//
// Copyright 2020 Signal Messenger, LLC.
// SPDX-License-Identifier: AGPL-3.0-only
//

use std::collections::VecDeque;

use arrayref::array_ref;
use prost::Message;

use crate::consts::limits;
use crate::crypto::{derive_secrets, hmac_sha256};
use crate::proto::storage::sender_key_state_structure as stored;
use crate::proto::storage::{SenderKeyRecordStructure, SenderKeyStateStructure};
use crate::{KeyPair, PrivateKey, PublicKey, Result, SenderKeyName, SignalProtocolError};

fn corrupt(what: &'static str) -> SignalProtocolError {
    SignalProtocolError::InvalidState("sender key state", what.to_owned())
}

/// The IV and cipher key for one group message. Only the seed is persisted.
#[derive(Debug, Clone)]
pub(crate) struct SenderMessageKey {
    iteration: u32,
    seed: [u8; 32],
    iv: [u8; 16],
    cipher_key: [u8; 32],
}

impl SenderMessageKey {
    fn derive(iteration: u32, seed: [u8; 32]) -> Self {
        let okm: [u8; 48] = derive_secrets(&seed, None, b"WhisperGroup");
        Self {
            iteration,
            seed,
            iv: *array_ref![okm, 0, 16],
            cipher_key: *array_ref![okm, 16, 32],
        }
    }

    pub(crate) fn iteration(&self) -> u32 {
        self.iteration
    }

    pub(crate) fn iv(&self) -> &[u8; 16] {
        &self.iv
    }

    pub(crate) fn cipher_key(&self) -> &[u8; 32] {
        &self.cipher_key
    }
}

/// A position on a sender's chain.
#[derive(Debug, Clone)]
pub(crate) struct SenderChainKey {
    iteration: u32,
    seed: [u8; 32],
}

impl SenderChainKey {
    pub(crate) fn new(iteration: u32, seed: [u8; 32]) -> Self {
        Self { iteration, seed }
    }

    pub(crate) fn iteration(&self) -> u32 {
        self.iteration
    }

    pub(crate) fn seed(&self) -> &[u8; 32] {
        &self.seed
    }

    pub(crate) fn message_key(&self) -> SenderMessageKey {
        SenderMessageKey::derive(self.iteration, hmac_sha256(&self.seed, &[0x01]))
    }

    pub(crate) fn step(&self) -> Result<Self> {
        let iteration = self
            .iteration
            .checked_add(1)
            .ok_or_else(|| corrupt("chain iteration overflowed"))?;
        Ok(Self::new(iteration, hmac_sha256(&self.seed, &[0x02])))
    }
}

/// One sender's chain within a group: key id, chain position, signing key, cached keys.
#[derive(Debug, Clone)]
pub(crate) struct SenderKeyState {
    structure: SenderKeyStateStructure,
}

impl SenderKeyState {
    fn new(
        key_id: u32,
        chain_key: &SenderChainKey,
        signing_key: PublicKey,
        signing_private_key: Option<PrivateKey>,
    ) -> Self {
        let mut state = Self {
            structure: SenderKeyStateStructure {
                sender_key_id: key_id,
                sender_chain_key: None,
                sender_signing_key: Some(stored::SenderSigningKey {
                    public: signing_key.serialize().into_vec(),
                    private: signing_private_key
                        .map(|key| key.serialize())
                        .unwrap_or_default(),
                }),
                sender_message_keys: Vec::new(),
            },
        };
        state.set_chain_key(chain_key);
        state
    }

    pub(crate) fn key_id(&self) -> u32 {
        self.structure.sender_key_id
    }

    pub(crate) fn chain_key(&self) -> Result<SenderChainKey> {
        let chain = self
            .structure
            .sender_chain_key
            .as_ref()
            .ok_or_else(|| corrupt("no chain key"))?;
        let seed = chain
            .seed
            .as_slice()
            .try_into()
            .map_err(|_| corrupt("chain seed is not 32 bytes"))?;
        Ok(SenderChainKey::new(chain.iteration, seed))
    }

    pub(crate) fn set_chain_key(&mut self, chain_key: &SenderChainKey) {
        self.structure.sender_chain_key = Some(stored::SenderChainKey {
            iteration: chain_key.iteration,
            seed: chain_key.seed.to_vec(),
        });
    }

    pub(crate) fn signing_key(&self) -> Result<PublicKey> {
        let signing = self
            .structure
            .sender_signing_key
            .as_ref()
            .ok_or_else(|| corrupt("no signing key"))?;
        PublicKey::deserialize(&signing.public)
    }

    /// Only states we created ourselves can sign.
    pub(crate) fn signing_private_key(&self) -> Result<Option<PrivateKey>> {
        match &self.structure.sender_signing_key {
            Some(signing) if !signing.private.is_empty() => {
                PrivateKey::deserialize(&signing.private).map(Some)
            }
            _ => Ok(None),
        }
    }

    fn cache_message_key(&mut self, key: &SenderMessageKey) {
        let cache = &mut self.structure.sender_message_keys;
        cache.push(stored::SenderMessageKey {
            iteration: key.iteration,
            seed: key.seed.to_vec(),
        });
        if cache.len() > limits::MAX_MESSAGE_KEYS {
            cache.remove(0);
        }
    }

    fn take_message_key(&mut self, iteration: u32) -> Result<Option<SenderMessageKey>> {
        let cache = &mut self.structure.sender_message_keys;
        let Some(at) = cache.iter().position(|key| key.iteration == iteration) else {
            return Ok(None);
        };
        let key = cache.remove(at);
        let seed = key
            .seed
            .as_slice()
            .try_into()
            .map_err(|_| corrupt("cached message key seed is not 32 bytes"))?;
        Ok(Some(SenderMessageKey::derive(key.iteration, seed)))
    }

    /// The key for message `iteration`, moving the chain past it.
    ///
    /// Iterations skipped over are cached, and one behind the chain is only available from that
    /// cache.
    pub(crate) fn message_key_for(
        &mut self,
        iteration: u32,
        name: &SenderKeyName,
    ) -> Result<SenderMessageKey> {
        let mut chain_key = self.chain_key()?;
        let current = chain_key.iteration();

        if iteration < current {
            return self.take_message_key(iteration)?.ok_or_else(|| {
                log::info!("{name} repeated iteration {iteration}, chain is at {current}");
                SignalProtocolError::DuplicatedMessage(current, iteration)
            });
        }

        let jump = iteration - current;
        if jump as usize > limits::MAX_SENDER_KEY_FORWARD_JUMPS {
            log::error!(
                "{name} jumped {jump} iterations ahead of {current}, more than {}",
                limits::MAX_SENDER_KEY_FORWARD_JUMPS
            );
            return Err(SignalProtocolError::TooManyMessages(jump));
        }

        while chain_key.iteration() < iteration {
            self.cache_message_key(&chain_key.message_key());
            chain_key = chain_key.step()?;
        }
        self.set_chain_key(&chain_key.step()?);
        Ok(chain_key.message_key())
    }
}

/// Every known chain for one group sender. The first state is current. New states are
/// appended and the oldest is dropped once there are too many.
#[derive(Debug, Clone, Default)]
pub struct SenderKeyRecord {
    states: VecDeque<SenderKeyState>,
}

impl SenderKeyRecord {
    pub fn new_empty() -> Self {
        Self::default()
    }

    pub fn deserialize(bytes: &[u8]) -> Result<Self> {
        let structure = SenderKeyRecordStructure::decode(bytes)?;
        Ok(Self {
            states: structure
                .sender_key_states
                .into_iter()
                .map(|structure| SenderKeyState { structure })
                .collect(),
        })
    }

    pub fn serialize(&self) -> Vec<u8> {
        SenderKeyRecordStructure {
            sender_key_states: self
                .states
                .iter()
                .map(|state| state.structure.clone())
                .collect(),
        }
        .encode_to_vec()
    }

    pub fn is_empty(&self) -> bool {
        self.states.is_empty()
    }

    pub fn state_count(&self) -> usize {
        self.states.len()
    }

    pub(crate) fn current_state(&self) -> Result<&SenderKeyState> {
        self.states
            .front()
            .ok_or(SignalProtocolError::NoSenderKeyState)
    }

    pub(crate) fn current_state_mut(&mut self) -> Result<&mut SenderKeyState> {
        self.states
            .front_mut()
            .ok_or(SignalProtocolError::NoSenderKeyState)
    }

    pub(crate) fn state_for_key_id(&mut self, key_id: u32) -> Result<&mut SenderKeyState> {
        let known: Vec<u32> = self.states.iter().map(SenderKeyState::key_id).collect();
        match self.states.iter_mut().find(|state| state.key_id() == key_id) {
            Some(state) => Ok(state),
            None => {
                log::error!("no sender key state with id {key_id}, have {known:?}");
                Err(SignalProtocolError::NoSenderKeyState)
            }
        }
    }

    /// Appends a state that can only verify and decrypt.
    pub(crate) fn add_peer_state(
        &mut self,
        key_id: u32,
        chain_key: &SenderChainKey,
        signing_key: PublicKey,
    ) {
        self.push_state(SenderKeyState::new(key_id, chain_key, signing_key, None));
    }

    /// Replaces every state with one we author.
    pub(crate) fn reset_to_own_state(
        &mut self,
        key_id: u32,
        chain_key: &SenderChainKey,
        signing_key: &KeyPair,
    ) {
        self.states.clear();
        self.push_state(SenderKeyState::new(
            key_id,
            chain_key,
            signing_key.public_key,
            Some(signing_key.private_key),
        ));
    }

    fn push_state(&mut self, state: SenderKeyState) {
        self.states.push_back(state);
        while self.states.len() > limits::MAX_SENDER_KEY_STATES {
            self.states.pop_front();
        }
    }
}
★ ★ ★ ★ ★
Pull every line with the string "SenderKeyName" from the data above.

YOUR SOLUTION ->
use crate::{KeyPair, PrivateKey, PublicKey, Result, SenderKeyName, SignalProtocolError};
        name: &SenderKeyName,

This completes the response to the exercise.